Data Visualization & Exploration
The Hyve, MatchMiner v1.0
matchminer.org
Developed by Dana Farber Cancer Institute, in close collaboration with The Hyve, MatchMiner is an open source computational platform for algorithmically matching patient-specific genomic profiles to precision medicine clinical trials. The input is twofold: patient-specific genomic and clinical records, and structured eligibility criteria for clinical trials. Patient-specific information includes somatic genomic events, such as mutations, copy number alterations, and structural variants. Basic clinical data such as cancer type, age, and sex extracted from the Electronic Medical Record (EMR) are also transmitted. Structured clinical trial eligibility criteria includes the genomic and basic clinical criteria outlined in the trial protocol documents. The MatchMiner platform matches patient-specific genomic events to clinical trials, and makes the results available to trial investigators and clinicians via a web-based platform.
The software architecture of MatchMiner is divided into two main components to increase developmental flexibility. The MatchEngine is written in Python using the Eve framework to expose a RESTful API. All data is stored and indexed in several MongoDB collections. The frontend is written in AngularJS 1.5 using the Material Design components and philosophy. ElasticSearch is also used to facilitate searching of the data, enabling users to create customized aggregate search queries. MatchMiner supports all major browsers.

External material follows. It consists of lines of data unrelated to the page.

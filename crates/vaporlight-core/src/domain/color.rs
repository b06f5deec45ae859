//! Colour value types.
//!
//! The protocol has two pixel commands.  `SetPixel8` carries four 8-bit
//! channels, `SetPixel16` carries four 16-bit channels.  Each has a matching
//! value type here.  The RGB constructors fill alpha with the channel's
//! maximum, which is what the server treats as "fully opaque".

use serde::{Deserialize, Serialize};

/// An RGBA colour with 8 bits per channel.
#[derive(Debug, Clone, Copy, PartialEq, Eq, Hash, Default, Serialize, Deserialize)]
pub struct Rgba8 {
    pub r: u8,
    pub g: u8,
    pub b: u8,
    pub a: u8,
}

impl Rgba8 {
    pub const BLACK: Rgba8 = Rgba8::rgb(0, 0, 0);

    pub const fn new(r: u8, g: u8, b: u8, a: u8) -> Self {
        Self { r, g, b, a }
    }

    /// Opaque colour: alpha is set to 255.
    pub const fn rgb(r: u8, g: u8, b: u8) -> Self {
        Self::new(r, g, b, u8::MAX)
    }

    /// Channels in wire order (R, G, B, A).
    pub const fn to_array(self) -> [u8; 4] {
        [self.r, self.g, self.b, self.a]
    }
}

impl From<[u8; 3]> for Rgba8 {
    fn from([r, g, b]: [u8; 3]) -> Self {
        Rgba8::rgb(r, g, b)
    }
}

impl From<[u8; 4]> for Rgba8 {
    fn from([r, g, b, a]: [u8; 4]) -> Self {
        Rgba8::new(r, g, b, a)
    }
}

/// An RGBA colour with 16 bits per channel.
#[derive(Debug, Clone, Copy, PartialEq, Eq, Hash, Default, Serialize, Deserialize)]
pub struct Rgba16 {
    pub r: u16,
    pub g: u16,
    pub b: u16,
    pub a: u16,
}

impl Rgba16 {
    pub const fn new(r: u16, g: u16, b: u16, a: u16) -> Self {
        Self { r, g, b, a }
    }

    /// Opaque colour: alpha is set to 65535.
    pub const fn rgb(r: u16, g: u16, b: u16) -> Self {
        Self::new(r, g, b, u16::MAX)
    }

    /// Channels in wire order (R, G, B, A).
    pub const fn to_array(self) -> [u16; 4] {
        [self.r, self.g, self.b, self.a]
    }
}

impl From<[u16; 3]> for Rgba16 {
    fn from([r, g, b]: [u16; 3]) -> Self {
        Rgba16::rgb(r, g, b)
    }
}

impl From<[u16; 4]> for Rgba16 {
    fn from([r, g, b, a]: [u16; 4]) -> Self {
        Rgba16::new(r, g, b, a)
    }
}

/// A colour together with the precision it should be sent at.
///
/// The RGB variants are shorthands that become the RGBA form with an opaque
/// alpha; they exist so call sites can say what they mean.
#[derive(Debug, Clone, Copy, PartialEq, Eq, Serialize, Deserialize)]
pub enum Color {
    Rgb8 { r: u8, g: u8, b: u8 },
    Rgba8 { r: u8, g: u8, b: u8, a: u8 },
    Rgb16 { r: u16, g: u16, b: u16 },
    Rgba16 { r: u16, g: u16, b: u16, a: u16 },
}

/// A colour resolved to one of the two wire representations.
#[derive(Debug, Clone, Copy, PartialEq, Eq)]
pub enum WireColor {
    Eight(Rgba8),
    Sixteen(Rgba16),
}

impl Color {
    /// Resolves RGB shorthands and picks the pixel command width.
    pub const fn to_wire(self) -> WireColor {
        match self {
            Color::Rgb8 { r, g, b } => WireColor::Eight(Rgba8::rgb(r, g, b)),
            Color::Rgba8 { r, g, b, a } => WireColor::Eight(Rgba8::new(r, g, b, a)),
            Color::Rgb16 { r, g, b } => WireColor::Sixteen(Rgba16::rgb(r, g, b)),
            Color::Rgba16 { r, g, b, a } => WireColor::Sixteen(Rgba16::new(r, g, b, a)),
        }
    }
}

impl From<Rgba8> for Color {
    fn from(c: Rgba8) -> Self {
        Color::Rgba8 { r: c.r, g: c.g, b: c.b, a: c.a }
    }
}

impl From<Rgba16> for Color {
    fn from(c: Rgba16) -> Self {
        Color::Rgba16 { r: c.r, g: c.g, b: c.b, a: c.a }
    }
}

MatchMiner has currently won the Harvard Business School Kraft Precision Trials Challenge: http://www.hbs.edu/news/releases/Pages/matchmaker-wins-hbs-kraft-challenge.aspx
People’s Choice
Seven Bridges, CAVATICA
sevenbridges.com
CAVATICA lets researchers collaboratively manage and analyze data related to a number of rare diseases and cancers. Access control features allow for sharing of datasets of all scales. Researchers can search and view information about available datasets. When datasets of interest are found, users can request access directly from the data owners. Making data available to share and analyze in a single environment means that researchers can broaden their focus and make new connections beyond one disease.

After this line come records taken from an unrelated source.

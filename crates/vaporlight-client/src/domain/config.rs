//! Client configuration types.
//!
//! [`ClientConfig`] is the single source of truth for all run-time settings.
//! It is assembled by the binary from built-in defaults, an optional TOML
//! file, and the command line, then handed to [`crate::run`] or
//! [`crate::Controller::connect_with`].  Nothing in the library reads
//! process-wide state such as environment variables.
//!
//! # Raw versus validated
//!
//! `ClientConfig` holds what the user typed, so it can be serialized back to
//! TOML unchanged.  [`ClientConfig::validate`] turns it into a
//! [`ValidatedConfig`] with a typed [`Token`] and [`Speed`].  Validation runs
//! before any connection attempt, so a bad speed never reaches the network.
//!
//! # Token
//!
//! There is deliberately no default token.  The old client tools shipped
//! with the public placeholder [`Token::PLACEHOLDER`]; accepting it silently
//! would authenticate every unconfigured client with a known secret.

use std::time::Duration;

use serde::{Deserialize, Serialize};
use thiserror::Error;
use vaporlight_core::Token;

/// Errors found while validating a [`ClientConfig`].
#[derive(Debug, Error, PartialEq, Eq)]
pub enum ConfigError {
    /// Animation speed outside `1..=10`.
    #[error("animation speed {0} is not in range {min}..={max}", min = Speed::MIN, max = Speed::MAX)]
    SpeedOutOfRange(u8),

    /// No token was supplied, or it was empty.
    #[error("no authentication token configured (use --token or VAPORLIGHT_TOKEN)")]
    MissingToken,
}

// ── Speed ─────────────────────────────────────────────────────────────────────

/// Animation speed in `1..=10`; higher is faster.
///
/// # Examples
///
/// ```rust
/// use std::time::Duration;
/// use vaporlight_client::Speed;
///
/// let speed = Speed::new(5).unwrap();
/// assert_eq!(speed.frame_interval(), Duration::from_millis(288));
/// assert!(Speed::new(11).is_err());
/// ```
#[derive(Debug, Clone, Copy, PartialEq, Eq, PartialOrd, Ord, Hash)]
pub struct Speed(u8);

impl Speed {
    pub const MIN: u8 = 1;
    pub const MAX: u8 = 10;

    /// # Errors
    ///
    /// Returns [`ConfigError::SpeedOutOfRange`] for 0 or anything above 10.
    pub fn new(value: u8) -> Result<Self, ConfigError> {
        if (Self::MIN..=Self::MAX).contains(&value) {
            Ok(Self(value))
        } else {
            Err(ConfigError::SpeedOutOfRange(value))
        }
    }

    pub const fn get(self) -> u8 {
        self.0
    }

    /// Pause between animation frames: `8 × (11 − speed)²` milliseconds.
    ///
    /// Speed 1 gives 800 ms, speed 10 gives 8 ms.
    pub fn frame_interval(self) -> Duration {
        let steps = u64::from(11 - self.0);
        Duration::from_millis(8 * steps * steps)
    }
}

impl TryFrom<u8> for Speed {
    type Error = ConfigError;

    fn try_from(value: u8) -> Result<Self, Self::Error> {
        Speed::new(value)
    }
}

impl Default for Speed {
    fn default() -> Self {
        Self(default_speed())
    }
}

// ── Config schema ─────────────────────────────────────────────────────────────

/// User-facing client settings, as read from TOML or the command line.
///
/// ```toml
/// host = "ledwall.local"
/// port = 7534
/// token = "my sixteen bytes"
/// leds = 150
/// speed = 7
/// ```
#[derive(Debug, Clone, Serialize, Deserialize, PartialEq, Eq)]
pub struct ClientConfig {
    /// Hostname or IP address of the Vaporlight server.
    #[serde(default = "default_host")]
    pub host: String,
    /// TCP port of the Vaporlight server.
    #[serde(default = "default_port")]
    pub port: u16,
    /// Authentication token; at most 16 bytes are used.
    #[serde(default, skip_serializing_if = "Option::is_none")]
    pub token: Option<String>,
    /// Number of LEDs the animation drives.
    #[serde(default = "default_leds")]
    pub leds: u16,
    /// Animation speed, `1..=10`.
    #[serde(default = "default_speed")]
    pub speed: u8,
}

/// A [`ClientConfig`] that passed validation.
///
/// `Debug` is safe to log: [`Token`] redacts itself.
#[derive(Debug, Clone, PartialEq, Eq)]
pub struct ValidatedConfig {
    pub host: String,
    pub port: u16,
    pub token: Token,
    pub leds: u16,
    pub speed: Speed,
}

// ── Default helpers ───────────────────────────────────────────────────────────

fn default_host() -> String {
    "localhost".to_string()
}
fn default_port() -> u16 {
    7534
}
fn default_leds() -> u16 {
    5
}
fn default_speed() -> u8 {
    5
}

impl Default for ClientConfig {
    fn default() -> Self {
        Self {
            host: default_host(),
            port: default_port(),
            token: None,
            leds: default_leds(),
            speed: default_speed(),
        }
    }
}

impl ClientConfig {
    /// Checks every field and builds the typed configuration.
    ///
    /// The speed is checked first so that a bad speed is reported even when
    /// the token is also missing.
    ///
    /// # Errors
    ///
    /// [`ConfigError::SpeedOutOfRange`] or [`ConfigError::MissingToken`].
    pub fn validate(&self) -> Result<ValidatedConfig, ConfigError> {
        let speed = Speed::new(self.speed)?;
        let token = match self.token.as_deref() {
            Some(t) if !t.is_empty() => Token::from_str_lossy(t),
            _ => return Err(ConfigError::MissingToken),
        };

        Ok(ValidatedConfig {
            host: self.host.clone(),
            port: self.port,
            token,
            leds: self.leds,
            speed,
        })
    }
}

// ── Tests ─────────────────────────────────────────────────────────────────────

CAVATICA promotes open standards using the Common Workflow Language (CWL). By integrating with CWL, analyses in CAVATICA are completely reproducible, and can be replicated in any environment with a CWL Executor.
CAVATICA is designed to appeal to users from a variety of clinical and research backgrounds. Users who prefer a graphic interface can use the platform via an intuitive website interface. A RestFul API allows for programmatic operation. Users can also bring their own tools to the platform using the open Rabix Software Developer Kit (SDK).
The SDK allows users to easily wrap existing tools for use in CAVATICA such that tools become fully portable, by first installing them inside Docker containers and the describing their behavior in accordance with CWL. Every facet of an application, including its command line arguments, runtime environment, parameters, and computational requirements are captured. Developing software with the Rabix SDK meant that there is no need to reconfigure existing command line tools to meet a proprietary format, and the tools remain runnable across a diverse range of infrastructures.